I know, lame that my mind would think that, but still. The mind is a panic-y jerk sometimes. I had to think hard to remember my “mantra”…that I would do the right thing no matter what: I’d eat well and exercise daily and let my body do what it was going to do. Perhaps it needed to adjust, maybe it was freaked out, maybe it was playing coy with the poundage, I don’t know.
Sometimes I feel like I’m on a roller coaster with the weight loss and I don’t like roller coasters. A week, one SINGLE week can sometimes feel absolutely endless in light of the many things that go on during a week of acting all fit and active-like: high highs and lowest of lows, all in the same week. Ultimately though, I guess you have to just dig in and remind yourself that you’re in it for the long haul and the “long haul” is for the rest of your life. Hopefully that’s a long, long time.

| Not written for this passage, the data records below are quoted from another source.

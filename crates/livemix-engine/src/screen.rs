//! Offscreen compositing surface.

use std::collections::BTreeMap;
use std::sync::Arc;
use std::time::{Duration, Instant};

use parking_lot::Mutex;
use tracing::trace;

use livemix_capture::TrackFrame;
use livemix_types::{SampleBuffer, TrackId, VideoMixerSettings};

use crate::composite::{CompositeStrategy, LayeredComposite};

/// Duration stamped on composites whose main buffer has none, and the
/// minimum step between consecutive composite timestamps.
pub const MIN_FRAME_DURATION: Duration = Duration::from_millis(1);

struct ScreenState {
    tracks: BTreeMap<TrackId, SampleBuffer>,
    received: BTreeMap<TrackId, Instant>,
    /// Oldest epoch still accepted per track.
    retired: BTreeMap<TrackId, u64>,
    settings: Arc<VideoMixerSettings>,
    last_pts: Option<Duration>,
}

/// Caches the latest frame of every video track and renders composites on
/// demand.
pub struct Screen {
    state: Mutex<ScreenState>,
    strategy: Box<dyn CompositeStrategy>,
}

impl Screen {
    /// Create a screen using [`LayeredComposite`].
    pub fn new() -> Self {
        Self::with_strategy(Box::new(LayeredComposite))
    }

    /// Create a screen using a custom compositing strategy.
    pub fn with_strategy(strategy: Box<dyn CompositeStrategy>) -> Self {
        Self {
            state: Mutex::new(ScreenState {
                tracks: BTreeMap::new(),
                received: BTreeMap::new(),
                retired: BTreeMap::new(),
                settings: Arc::new(VideoMixerSettings::default()),
                last_pts: None,
            }),
            strategy,
        }
    }

    /// Replace the cached frame for the frame's track. Frames from before
    /// the track was last retired are ignored.
    pub fn append(&self, frame: TrackFrame) {
        let TrackFrame {
            track,
            epoch,
            buffer,
        } = frame;
        if buffer.format.video().is_none() {
            trace!(track, "Screen ignoring non-video buffer");
            return;
        }

        let mut state = self.state.lock();
        if state.retired.get(&track).is_some_and(|floor| epoch < *floor) {
            trace!(track, epoch, "Screen ignoring frame from a detached camera");
            return;
        }
        state.tracks.insert(track, buffer);
        state.received.insert(track, Instant::now());
    }

    /// Render a composite for the display tick at `at`.
    ///
    /// Returns `None` until the main track has a frame, or when the main
    /// frame cannot be rendered. The timestamp is the main frame's pts
    /// advanced by the time since it was cached, and always increases.
    pub fn make_sample_buffer(&self, at: Instant) -> Option<SampleBuffer> {
        let mut state = self.state.lock();
        let settings = Arc::clone(&state.settings);
        let main_track = settings.main_track;

        let main = state.tracks.get(&main_track)?;
        let data = self.strategy.composite(main, &state.tracks, &settings)?;

        let cached_at = state.received.get(&main_track).copied().unwrap_or(at);
        let mut pts = main.pts + at.saturating_duration_since(cached_at);
        if let Some(last) = state.last_pts {
            if pts <= last {
                pts = last + MIN_FRAME_DURATION;
            }
        }
        let duration = if main.duration.is_zero() {
            MIN_FRAME_DURATION
        } else {
            main.duration
        };
        let format = main.format.clone();

        state.last_pts = Some(pts);
        Some(SampleBuffer::new(format, data, pts, duration))
    }

    /// Forget the cached frame of a track and refuse frames stamped with
    /// an epoch older than `epoch`.
    pub fn retire_track(&self, track: TrackId, epoch: u64) {
        let mut state = self.state.lock();
        state.tracks.remove(&track);
        state.received.remove(&track);
        let floor = state.retired.entry(track).or_default();
        *floor = (*floor).max(epoch);
    }

    /// Forget every cached frame.
    pub fn clear(&self) {
        let mut state = self.state.lock();
        state.tracks.clear();
        state.received.clear();
    }

    /// Replace the layout settings.
    pub fn set_settings(&self, settings: VideoMixerSettings) {
        self.state.lock().settings = Arc::new(settings);
    }

    /// Current layout settings.
    pub fn settings(&self) -> Arc<VideoMixerSettings> {
        Arc::clone(&self.state.lock().settings)
    }
}

impl Default for Screen {
    fn default() -> Self {
        Self::new()
    }
}

#[cfg(test)]
mod tests {
    use bytes::Bytes;
    use livemix_types::{AudioFormat, FormatDescription, TrackLayout, VideoFormat};

    use super::*;

    fn frame(width: u32, height: u32, fill: u8, pts_ms: u64) -> SampleBuffer {
        let format = VideoFormat::bgra(width, height);
        SampleBuffer::video(
            format,
            Bytes::from(vec![fill; format.buffer_size()]),
            Duration::from_millis(pts_ms),
            Duration::from_millis(33),
        )
    }

    fn on(track: TrackId, buffer: SampleBuffer) -> TrackFrame {
        TrackFrame {
            track,
            epoch: 0,
            buffer,
        }
    }

    #[test]
    fn test_empty_until_main_track_has_content() {
        let screen = Screen::new();
        assert!(screen.make_sample_buffer(Instant::now()).is_none());

        screen.append(on(1, frame(2, 2, 0, 0)));
        assert!(screen.make_sample_buffer(Instant::now()).is_none());

        screen.append(on(0, frame(4, 4, 0, 0)));
        let out = screen.make_sample_buffer(Instant::now()).unwrap();
        assert_eq!(out.format.video(), Some(VideoFormat::bgra(4, 4)));
    }

    #[test]
    fn test_pts_extrapolated_and_increasing() {
        let screen = Screen::new();
        screen.append(on(0, frame(2, 2, 0, 100)));
        let now = Instant::now();

        let first = screen.make_sample_buffer(now).unwrap();
        assert!(first.pts >= Duration::from_millis(100));

        let later = screen
            .make_sample_buffer(now + Duration::from_millis(40))
            .unwrap();
        assert!(later.pts >= first.pts + Duration::from_millis(40));

        let repeated = screen.make_sample_buffer(now).unwrap();
        assert!(repeated.pts > later.pts);
        assert_eq!(repeated.duration, Duration::from_millis(33));
    }

    #[test]
    fn test_zero_duration_gets_minimum() {
        let screen = Screen::new();
        let mut main = frame(2, 2, 0, 0);
        main.duration = Duration::ZERO;
        screen.append(on(0, main));

        let out = screen.make_sample_buffer(Instant::now()).unwrap();
        assert_eq!(out.duration, MIN_FRAME_DURATION);
    }

    #[test]
    fn test_overlay_drawn_with_layout() {
        let screen = Screen::new();
        let mut settings = VideoMixerSettings::default();
        settings.layouts.insert(1, TrackLayout::new(0, 0, 1, 1));
        screen.set_settings(settings);

        screen.append(on(0, frame(2, 2, 0, 0)));
        screen.append(on(1, frame(1, 1, 255, 0)));

        let out = screen.make_sample_buffer(Instant::now()).unwrap();
        assert_eq!(&out.data[..4], &[255, 255, 255, 255]);
        assert_eq!(&out.data[4..8], &[0, 0, 0, 0]);
    }

    #[test]
    fn test_main_track_follows_settings() {
        let screen = Screen::new();
        screen.append(on(0, frame(2, 2, 0, 0)));
        screen.append(on(1, frame(8, 8, 0, 0)));

        screen.set_settings(VideoMixerSettings {
            main_track: 1,
            ..Default::default()
        });

        let out = screen.make_sample_buffer(Instant::now()).unwrap();
        assert_eq!(out.format.video(), Some(VideoFormat::bgra(8, 8)));
    }

    #[test]
    fn test_retired_track_stops_rendering() {
        let screen = Screen::new();
        screen.append(on(0, frame(2, 2, 0, 0)));
        screen.retire_track(0, 1);
        assert!(screen.make_sample_buffer(Instant::now()).is_none());
    }

    #[test]
    fn test_frames_queued_before_retire_are_ignored() {
        let screen = Screen::new();
        let queued = on(0, frame(2, 2, 0, 0));

        screen.retire_track(0, 1);
        screen.append(queued);
        assert!(screen.make_sample_buffer(Instant::now()).is_none());

        screen.append(TrackFrame {
            track: 0,
            epoch: 1,
            buffer: frame(2, 2, 0, 33),
        });
        assert!(screen.make_sample_buffer(Instant::now()).is_some());

        screen.retire_track(0, 0);
        screen.append(on(0, frame(2, 2, 0, 66)));
        assert!(screen.make_sample_buffer(Instant::now()).is_none());
    }

    #[test]
    fn test_audio_not_cached() {
        let screen = Screen::new();
        screen.append(on(
            0,
            SampleBuffer::new(
                FormatDescription::Audio(AudioFormat::default()),
                Bytes::new(),
                Duration::ZERO,
                Duration::ZERO,
            ),
        ));
        assert!(screen.make_sample_buffer(Instant::now()).is_none());
    }
}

At one point in my long life, I was taking some classes on Life Coaching and one of the things that stood out the most for me was the concept that as you grow as a person, the ideal emotional balance you should seek is to stay on an even keel. At first that was just ridiculous to me. “Pffft”, said I. I pretty much lived life in the completely opposite direction emotionally…mostly HIGHEST of highs with some lows and I am here to tell you that it can be exhausting and a waste of energy.
The more I thought about it, the more I realized that the idea of living on an even keel was actually quite appealing. The Life Coaching advice stated that whether things were incredibly good or incredibly bad, the goal was to come to acceptance quickly and easily with little reaction emotionally either way. That may sound as freaky to you as it did to me at one time, but think on it for a few days before you decide. For me, I’ve come to think of it as a sort of “inner peace”, a solid place inside yourself that you get to where you can just ACCEPT what’s on your plate. I forget that sometimes. My goal for the next month is to remember that.
I want to continue doing the work I’m doing in my diet and with my exercise, but I really want to accept, more easily, the outcome of that work. To not accept the outcome is sort of like trying to push against time, to physically try to PUSH it to where I want it to be. Impossible. I can’t push next week into existence no matter how hard I will it and I can’t push a ten pound loss into place no matter how much I want it.
Tweaking what you’re doing is fine: Have I cut down on my exercise lately? Am I eating 200 more calories a day than I’m acknowledging? Tweaking is good. Have a look at where you are this week and if things are fine, you have to have some trust in the process and withdraw emotionally. Let be what is going to be and LIVE a good, healthy life. It’s all we can do. While we wait.